Seminaries in Africa are recruiting much more candidates than their North American and Europe counterparts. For instance  Osigwe’s seminary, St. Bigard’s  Memorial Seminary in Nigeria  is  the largest Catholic seminary in the world, enrolling more than 1,000 young men. In contrast the   Diocese of Dallas' Holy Trinity Seminary in Texas has its enrolment at 30 in the year 2015. This is by no means unusual for an American seminary. Young men in America, for whatever reasons, largely don't want to be priests any more. According to church statistics, the number of Catholics in America increased 29 percent during the papacy of John Paul II. But the number of priests dropped 26 percent. And a large number of the priests who remain are elderly, or baby boomers edging closer to retirement. "If the trends continue this way, it's obvious that the numbers will not meet up with the demand," said the Rev. Michael Duca, Holy Trinity's rector.---Church officials say there are three basic ways the priest shortage is being met.

                                i.            One is a reorganization of priestly duties - allowing laypeople to take over some of the duties traditionally assigned to priests, like church administration and certain ceremonial roles.
                              ii.            Grouping up parishes or churches into a family of churches
                            iii.            The other solution is importing priests from overseas.

It is the third option that is already at play with already about one of every six priests working in America today is foreign-born, a number that is steadily increasing. Most of these are fished from developing countries like Vietnam, the Philippines, India, Colombia and African countries especially Nigeria.

2.2 Why Africa Has More Vocations

This is a question that most sociologists of religion, religious leaders really differ about. For most Africans, they feel that Africa has many vocations doe to their ‘notorious religiousness’  as the Theologian John Mbiti put it. This is well captured by Rev. Fr. John Okoye, Bigard's rector: "We in Nigeria are naturally religious, the instinct is in our blood. We have a reverence of the unknown."
Others trace this phenomenon to historical reasons. According to them, African Traditional religious leaders were held in high regard before the Christian missionaries came, and that status transferred easily to priests when the population converted.

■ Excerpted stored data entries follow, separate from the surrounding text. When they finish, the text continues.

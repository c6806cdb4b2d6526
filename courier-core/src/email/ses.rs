//! AWS SES email provider implementation
//!
//! Submits pre-built MIME messages through the SES v2 `SendEmail` API using
//! raw content. The client is constructed once at startup and injected.

use super::provider::{EmailProvider, EmailProviderError, ProviderResponse, RawEmail};
use async_trait::async_trait;
use aws_config::SdkConfig;
use aws_sdk_sesv2::{
    error::{DisplayErrorContext, SdkError},
    primitives::Blob,
    types::{Destination, EmailContent, RawMessage},
    Client,
};
use axum::http::StatusCode;
use tracing::debug;

/// AWS SES email provider
///
/// Supports:
/// - Static, profile or default-chain credentials (via the shared `SdkConfig`)
/// - Custom endpoints such as LocalStack
/// - Configuration sets for tracking
pub struct SesEmailProvider {
    client: Client,
    configuration_set: Option<String>,
}

impl SesEmailProvider {
    pub fn new(client: Client, configuration_set: Option<String>) -> Self {
        Self {
            client,
            configuration_set,
        }
    }

    /// Build a client from shared SDK configuration
    pub fn from_sdk_config(sdk_config: &SdkConfig, configuration_set: Option<String>) -> Self {
        Self::new(Client::new(sdk_config), configuration_set)
    }

    fn destination(email: &RawEmail) -> Destination {
        let non_empty = |list: &Vec<String>| (!list.is_empty()).then(|| list.clone());

        Destination::builder()
            .set_to_addresses(non_empty(&email.to))
            .set_cc_addresses(non_empty(&email.cc))
            .set_bcc_addresses(non_empty(&email.bcc))
            .build()
    }
}

#[async_trait]
impl EmailProvider for SesEmailProvider {
    async fn send_raw(&self, email: &RawEmail) -> Result<ProviderResponse, EmailProviderError> {
        let raw_message = RawMessage::builder()
            .data(Blob::new(email.data.clone()))
            .build()
            .map_err(|e| EmailProviderError::InvalidMessage(e.to_string()))?;

        let content = EmailContent::builder().raw(raw_message).build();

        let mut request = self
            .client
            .send_email()
            .from_email_address(&email.from)
            .destination(Self::destination(email))
            .content(content);

        if let Some(config_set) = &self.configuration_set {
            request = request.configuration_set_name(config_set);
        }

        let err = match request.send().await {
            Ok(output) => return Ok(ProviderResponse::accepted(output.message_id)),
            Err(err) => err,
        };

        let message = DisplayErrorContext(&err).to_string();
        match &err {
            SdkError::DispatchFailure(_) | SdkError::TimeoutError(_) => {
                Err(EmailProviderError::ConnectionError(message))
            }
            SdkError::ConstructionFailure(_) => Err(EmailProviderError::InvalidMessage(message)),
            _ if message.contains("InvalidClientTokenId")
                || message.contains("SignatureDoesNotMatch") =>
            {
                Err(EmailProviderError::AuthenticationFailed(message))
            }
            _ => {
                // Service errors with an HTTP response are reported by status
                let status = err
                    .raw_response()
                    .and_then(|raw| StatusCode::from_u16(raw.status().as_u16()).ok());
                match status {
                    Some(status) => {
                        debug!(%status, error = %message, "SES rejected message");
                        Ok(ProviderResponse::rejected(status))
                    }
                    None => Err(EmailProviderError::SendFailed(message)),
                }
            }
        }
    }

    fn provider_name(&self) -> &'static str {
        "ses"
    }
}
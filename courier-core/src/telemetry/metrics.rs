//! Prometheus metrics setup and metric definitions

use anyhow::{Context, Result};
use metrics::{counter, describe_counter, describe_gauge, describe_histogram, gauge};
use metrics_exporter_prometheus::{PrometheusBuilder, PrometheusHandle};

/// Histogram buckets (seconds) for HTTP latency.
/// Provider round-trips dominate, so the upper range reaches 10s.
const LATENCY_BUCKETS: &[f64] = &[
    0.001, 0.005, 0.01, 0.025, 0.05, 0.1, 0.25, 0.5, 1.0, 2.5, 5.0, 10.0,
];

fn builder() -> Result<PrometheusBuilder> {
    PrometheusBuilder::new()
        .set_buckets(LATENCY_BUCKETS)
        .context("failed to set histogram buckets")
}

/// Install the Prometheus recorder and return a handle for rendering metrics.
pub fn install_prometheus_recorder() -> Result<PrometheusHandle> {
    builder()?
        .install_recorder()
        .context("failed to install Prometheus recorder")
}

/// Register metric descriptions and emit initial zero values so Prometheus output
/// includes HELP/TYPE lines for all metrics from startup (not just after first use).
pub fn describe_metrics() {
    // HTTP metrics
    describe_counter!("courier_http_requests_total", "Total number of HTTP requests");
    describe_histogram!(
        "courier_http_request_duration_seconds",
        "HTTP request duration in seconds"
    );
    describe_gauge!(
        "courier_http_requests_in_flight",
        "Number of HTTP requests currently being processed"
    );

    // Email metrics
    describe_counter!(
        "courier_emails_sent_total",
        "Emails handed to the provider, by dispatch outcome"
    );

    for outcome in ["success", "client_error", "server_error"] {
        counter!("courier_emails_sent_total", "outcome" => outcome).absolute(0);
    }
    gauge!("courier_http_requests_in_flight").set(0.0);
}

However, many contend that it might be the economic advantages that take some to priesthood. Rev. Damian Nwankwo, a professor at Bigard says "When the Irish came, they brought roads, electricity, schools, and people regarded them as visible gods.---When a young man is ordained in Igboland, it is tradition that his village collects money from its residents and buys him a car - an enormous gift in a poor nation. Priests can afford luxuries, like satellite television, that other Nigerians only dream of.”  This fact is also alluded to by a future priest, seminarian Tony Ezekwu, he says: "When you are a priest, you don't lack, they have a high standard of living. People want that."The promise of status no doubt attracts some to the priesthood. "What is their motivation for joining the priesthood?" Asks Dean Hoge, a sociology professor at the Catholic University of America in Washington, D.C.. "In the best and most noble case, they want to serve Jesus Christ. But maybe they also want to escape the farm. I'm sure both of those are there."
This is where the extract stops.